2023.06.01
空腹時血糖値が高い、体の中で起きていることとは?② [薬学博士からのアドバイス]
脳科学的栄養学No.232
102歳をらくらく生きる脳科学的健康講座
◇空腹時血糖値が高い、体の中で起きていることとは?②
前回の血糖値とはに続いて、今回は空腹時血糖値です。
正常とされる空腹時血糖値は、110mg/dL未満、特定健診ではより予防的な観点から100mg/dL未満と厳しくされています。
糖尿病と診断されるのは126mg/dL以上です。
肝臓などがきちんと糖を処理していれば、10時間前にいくらたくさん食べても、血糖値は基準値内に収まります。
それなのに超えているということは、糖の処理が追いついていないということを示しており、正常に糖を処理するための機能のどこかが低下していることになります。
100mg/dLを超えていれば異常とまではいえなくても、糖が血液中にだぶついているかもしれない、と考えます。
126mg/dL以上は、明らかに処理できずに余っている状態です。
検査した日の血糖の量を単純に見ている空腹時血糖値に対し、HbA1cというのはもっと長期的な指標で、検査前1~3カ月間の血糖の状態を反映しています。
赤血球の中には酸素を運ぶトラックであるヘモグロビンというタンパク質があります。このヘモグロビンにどれくらい糖がくっついているかの割合をパーセントで表した数字がHbA1cです。
糖はタンパク質とベタベタとくっつく性質があります。
テーブルにこぼしたオレンジジュースが乾くと、その部分がベタベタしますよね、ちょうどそんな具合です。

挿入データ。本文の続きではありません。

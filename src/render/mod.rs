//! Presentation side of the game
//!
//! [`Renderer`] is the surface the game loop draws through. The terminal
//! front end implements it with [`BoardCanvas`], which [`TerminalRenderer`]
//! then paints with ratatui.

pub mod canvas;
pub mod renderer;

pub use canvas::{BoardCanvas, Glyph};
pub use renderer::TerminalRenderer;

use crate::game::Cell;

/// Drawing surface driven by [`GameLoop::render`](crate::game::GameLoop::render).
///
/// Sizes and coordinates are in board units; `unit_size` is the edge length
/// of one cell.
pub trait Renderer {
    /// Blank the whole board
    fn clear(&mut self, width: i32, height: i32);

    fn draw_food(&mut self, cell: Cell, unit_size: i32);

    /// Draw the snake, head first
    fn draw_snake(&mut self, cells: &[Cell], unit_size: i32);

    /// Show the terminal banner. Only called once the game is over.
    fn draw_game_over(&mut self, width: i32, height: i32);

    fn set_score_display(&mut self, score: u32);
}
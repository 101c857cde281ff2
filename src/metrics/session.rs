use std::time::{Duration, Instant};

use crate::game::TickResult;

/// Per-session bookkeeping shown alongside the board. Nothing here outlives
/// the process.
pub struct GameMetrics {
    pub start_time: Instant,
    pub elapsed_time: Duration,
    pub high_score: u32,
    pub games_played: u32,
    pub ticks: u64,
    /// Interval reported by the latest tick, in milliseconds
    pub speed_ms: f64,
    finished: bool,
}

impl GameMetrics {
    pub fn new() -> Self {
        Self {
            start_time: Instant::now(),
            elapsed_time: Duration::ZERO,
            high_score: 0,
            games_played: 0,
            ticks: 0,
            speed_ms: 0.0,
            finished: false,
        }
    }

    /// Refresh the clock; it stops once the current game is over
    pub fn update(&mut self) {
        if !self.finished {
            self.elapsed_time = self.start_time.elapsed();
        }
    }

    pub fn on_game_start(&mut self, speed_ms: f64) {
        self.start_time = Instant::now();
        self.elapsed_time = Duration::ZERO;
        self.ticks = 0;
        self.speed_ms = speed_ms;
        self.finished = false;
    }

    pub fn on_tick(&mut self, result: &TickResult) {
        self.ticks += 1;
        self.speed_ms = result.speed_ms;
    }

    pub fn on_game_over(&mut self, final_score: u32) {
        self.update();
        self.finished = true;
        self.games_played += 1;
        if final_score > self.high_score {
            self.high_score = final_score;
        }
    }

    pub fn format_time(&self) -> String {
        let total_secs = self.elapsed_time.as_secs();
        let minutes = total_secs / 60;
        let seconds = total_secs % 60;
        format!("{:02}:{:02}", minutes, seconds)
    }
}

impl Default for GameMetrics {
    fn default() -> Self {
        Self::new()
    }
}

ヘモグロビンの寿命は120日程度といわれており、その間に血液中にブドウ糖が多いとヘモグロビンにもくっつくというわけです。
糖に、くっつかれたヘモグロビンをイメージしてみてください。ベタベタくっつかれて本来の仕事ができなくなってしまう感じがしますよね。そんなイメージです。
HbA1cの基準値は5.5%以下。糖尿病の診断基準は6.5%以上で、かつ、空腹時血糖値も126mg/dL以上であれば糖尿病と診断されます。
この連載でも度々お話ししてきましたが、健診の結果というのは、基準値を超えたかどうかだけを見て一喜一憂するという見方をしないでほしいのです。
経年的な変化が大切で、たとえまだ基準値を超えていなくても、年々血糖値が上がっていて、もう少しで基準値を超えそう、ということであれば、食生活や運動などの生活習慣が変化していないか、と自らを振り返ってその原因を考えることが大切です。
そういう意味で、自分の血液の中にどれくらい糖が入っているかを具体的に知り、基準値を一つの判断基準の物差しに使ってほしいと思います。